Category Archives: Procurement Innovation

Straight to the Bottom Line: Part II – Selected Insights from Best in Class

In Part I.i we reviewed the introduction to Bob & Doug’s (& Michael & Shelley’s) classic Straight to the Bottom Line: An Executive’s Roadmap to World Class Supply Management in anticipation of Bob and Bob’s new text on Next Level Supply Management Excellence: Your Straight to the Bottom Line Roadmap which is coming out next month on June 28. Then in Part I.ii we reviewed the seven-step process that an organization could follow to get from where it is to where it needs to be. This post will discuss two of the three detailed case studies presented in the book that illustrate why an organization wants to transform itself into a best in class organization.

In 2003/2004, when Colgate-Palmolive’s stock dropped 25% on an earnings warning (per share) that was 10 cents less than what the analysts expected and when Unilever’s net income was only half that of some of its peers, Proctor & Gamble’s (P&G) stock price had double its 2000 value and cumulative sales over the past three years had increased 30%. P&G was the quiet giant that could, and did.

How did P&G succeed in a market when so many of its peers where struggling? A major component was an important, but low key, story of supply chain creativity that not only lowered costs but dramatically increased access to external technology.

P&G built a Global Product Supply organization in the late 1980s that included purchasing, manufacturing, engineering, and logistics and organized its purchases on a global basis in 1992 — before its giant business units were organized globally. Purchasing staff members were embedded in the global business units to insure a close alignment with corporate goals. Supply Management was a corporate priority because it impacted 55% of the company’s revenue stream and up to 70% of product costs in some business units.

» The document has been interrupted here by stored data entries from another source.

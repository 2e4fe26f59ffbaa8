use std::collections::HashMap;
use std::io;
use std::path::Path;

use async_trait::async_trait;
use once_cell::sync::Lazy;
use regex::Regex;
use tokio::process::Command;
use tracing::{debug, instrument};

use super::{Adapter, AdapterError, Bucket, Category, Finding, Location, Severity, Tool};

const TOOL_NAME: &str = "cppcheck";

/// Runs cppcheck in XML mode and normalizes its error-stream report.
///
/// The adapter relies only on `<error>` elements carrying `severity`, `id`,
/// `msg`, `file` and `line` attributes. Severity is passed through verbatim
/// (`error`, `warning`, `style`, ...), defaulting to `unknown` when absent.
pub struct CppcheckAdapter {
    program: String,
}

impl CppcheckAdapter {
    pub fn new() -> Self {
        Self {
            program: TOOL_NAME.to_string(),
        }
    }

    /// Override the invoked binary, used to exercise missing-tool handling.
    pub fn with_program(program: impl Into<String>) -> Self {
        Self {
            program: program.into(),
        }
    }
}

impl Default for CppcheckAdapter {
    fn default() -> Self {
        Self::new()
    }
}

#[async_trait]
impl Adapter for CppcheckAdapter {
    fn tool(&self) -> Tool {
        Tool::Cppcheck
    }

    fn bucket(&self) -> Bucket {
        Bucket::StaticAnalysis
    }

    #[instrument(name = "cppcheck", skip_all)]
    async fn collect(&self, project_root: &Path) -> Result<Vec<Finding>, AdapterError> {
        let output = Command::new(&self.program)
            .arg("--enable=all")
            .arg("--xml")
            .arg("--xml-version=2")
            .arg("--suppress=missingIncludeSystem")
            .arg("--suppress=unusedFunction")
            .arg(project_root.join("src"))
            .arg(project_root.join("include"))
            .output()
            .await
            .map_err(|err| match err.kind() {
                io::ErrorKind::NotFound => AdapterError::ToolMissing { tool: TOOL_NAME },
                _ => AdapterError::Io(err),
            })?;

        // The XML report goes to stderr; stdout carries progress noise.
        let stderr = String::from_utf8_lossy(&output.stderr);
        let findings = parse_report(&stderr)?;
        debug!(findings = findings.len(), "cppcheck completed");
        Ok(findings)
    }
}

static ERROR_ELEMENT: Lazy<Regex> = Lazy::new(|| Regex::new(r"<error\b([^>]*?)/?>").unwrap());
static ATTRIBUTE: Lazy<Regex> =
    Lazy::new(|| Regex::new(r#"([A-Za-z_][\w.-]*)\s*=\s*"([^"]*)""#).unwrap());

/// Parse the XML error stream into findings. A non-empty stream without a
/// `<results>` document counts as malformed output.
fn parse_report(stderr: &str) -> Result<Vec<Finding>, AdapterError> {
    let trimmed = stderr.trim();
    if trimmed.is_empty() {
        return Ok(Vec::new());
    }
    if !trimmed.contains("<results") {
        return Err(AdapterError::ParseFailure {
            tool: TOOL_NAME,
            reason: "missing <results> document on stderr".into(),
        });
    }

    let mut findings = Vec::new();
    for element in ERROR_ELEMENT.captures_iter(trimmed) {
        let attributes: HashMap<&str, String> = ATTRIBUTE
            .captures_iter(element.get(1).map_or("", |m| m.as_str()))
            .map(|attr| {
                (
                    attr.get(1).map_or("", |m| m.as_str()),
                    unescape(attr.get(2).map_or("", |m| m.as_str())),
                )
            })
            .collect();

        let severity = attributes
            .get("severity")
            .map(|raw| Severity::parse(raw))
            .unwrap_or_else(|| Severity::Passthrough("unknown".into()));
        let id = attributes
            .get("id")
            .cloned()
            .unwrap_or_else(|| "unknown".to_string());
        let message = attributes
            .get("msg")
            .cloned()
            .unwrap_or_else(|| "No message".to_string());
        let location = attributes.get("file").map(|file| Location {
            file: file.into(),
            line: attributes.get("line").and_then(|line| line.parse().ok()),
            column: None,
        });

        findings.push(Finding {
            tool: Tool::Cppcheck,
            category: Category::Check(id),
            severity,
            message,
            location,
            raw_match: None,
        });
    }
    Ok(findings)
}

fn unescape(raw: &str) -> String {
    raw.replace("&lt;", "<")
        .replace("&gt;", ">")
        .replace("&quot;", "\"")
        .replace("&apos;", "'")
        .replace("&#39;", "'")
        .replace("&amp;", "&")
}

#[cfg(test)]
mod tests {
    use super::*;

    const SAMPLE: &str = r#"<?xml version="1.0" encoding="UTF-8"?>
<results version="2">
    <cppcheck version="2.10"/>
    <errors>
        <error id="nullPointer" severity="error" msg="Null pointer dereference: ptr" file="src/main.cpp" line="42"/>
        <error id="unusedVariable" severity="style" msg="Unused variable: &apos;tmp&apos;"/>
    </errors>
</results>"#;

    #[test]
    fn parses_error_elements_with_attributes() {
        let findings = parse_report(SAMPLE).unwrap();
        assert_eq!(findings.len(), 2);

        let first = &findings[0];
        assert_eq!(first.tool, Tool::Cppcheck);
        assert_eq!(first.category, Category::Check("nullPointer".into()));
        assert_eq!(first.severity, Severity::Passthrough("error".into()));
        assert_eq!(first.message, "Null pointer dereference: ptr");
        let location = first.location.as_ref().unwrap();
        assert_eq!(location.file, Path::new("src/main.cpp"));
        assert_eq!(location.line, Some(42));

        let second = &findings[1];
        assert_eq!(second.message, "Unused variable: 'tmp'");
        assert!(second.location.is_none());
    }

    #[test]
    fn missing_severity_defaults_to_unknown() {
        let report = r#"<results version="2"><errors><error id="x" msg="m"/></errors></results>"#;
        let findings = parse_report(report).unwrap();
        assert_eq!(findings[0].severity, Severity::Passthrough("unknown".into()));
    }

    #[test]
    fn empty_stream_yields_no_findings() {
        assert!(parse_report("").unwrap().is_empty());
        assert!(parse_report("  \n").unwrap().is_empty());
    }

    #[test]
    fn malformed_stream_is_a_parse_failure() {
        let err = parse_report("cppcheck: error while loading shared libraries").unwrap_err();
        assert!(matches!(err, AdapterError::ParseFailure { tool, .. } if tool == TOOL_NAME));
    }

    #[tokio::test]
    async fn missing_binary_reports_tool_missing() {
        let adapter = CppcheckAdapter::with_program("secscan-no-such-binary");
        let err = adapter.collect(Path::new(".")).await.unwrap_err();
        assert!(matches!(err, AdapterError::ToolMissing { tool } if tool == TOOL_NAME));
    }
}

A 5% improvement in costs translated to a 20% improvement in process.

P&G cautiously implemented electronic technology solutions in the dot-com era and today is a leader in optimization and innovation. It built 20 communities of practice internally to make sure technology ideas were shared internally. It launched the Connect-and-Develop program to boost access to innovation from outside sources. P&G scientists and commercial professionals work as equals on product development teams. And it has a tool called Navigator that allows it to view and manage all of its interactions. (Think of it as a drill-down dashboard on steroids.)

P&G was an early adopter of e-auction and strategic sourcing decision optimization and saved over 300 Million with expressive bidding and optimization back in 2003-2004. And, due to its advanced supply management capability, P&G estimated that its acquisition of Gillette would generate 14B to 16B in incremental shareholder value, with 10B to 11B, or 63% to 79%, coming from cost structure improvements alone.

The next case study that we will review is that of United Technologies Corp. (UTC) In 1994, the new CEO saw the need for improved perfomance in UTC. A believer in the power of cost-driven enterprises, the new CEO hired a new VP of Supply Management in 1996 to define the future of purchasing at UTC.

In the beginning, the new VP was focussed on cost reduction. He appointed a director of worldwide sourcing, embraced internet auctions, and outsourced tactical functions of general procurement. From 1996 through 2001, UTC sourced more than 2.5B of goods and services through FreeMarkets and achieved savings in excess of 18% on this spend alone.

UTC was the first customer of IBMs new procurement services offering that included strategic sourcing consulting, purchasing services, and IT systems support. Experienced IBM buyers became consultants on UTC supply teams and helped them build data warehouses, identify suppliers, study markets, and develop processes for continual improvement. Then IBM installed an automated purchasing system, req-to-check, that allowed requisitioners to order approved goods (such as desktop computers) on their own, subject to approval rules based on level of authority. Purchased orders went through the system and were automatically dispatched to suppliers who issued electronic invoices upon shipment. The new system was capable of generating detailed spending reports by group and requisitioner and helped UTC stop maverick buying in its tracks. Soon inventory levels were reduced as users found faith in the process. Not only did compliance create savings, but the speed of transactions improved cycle time.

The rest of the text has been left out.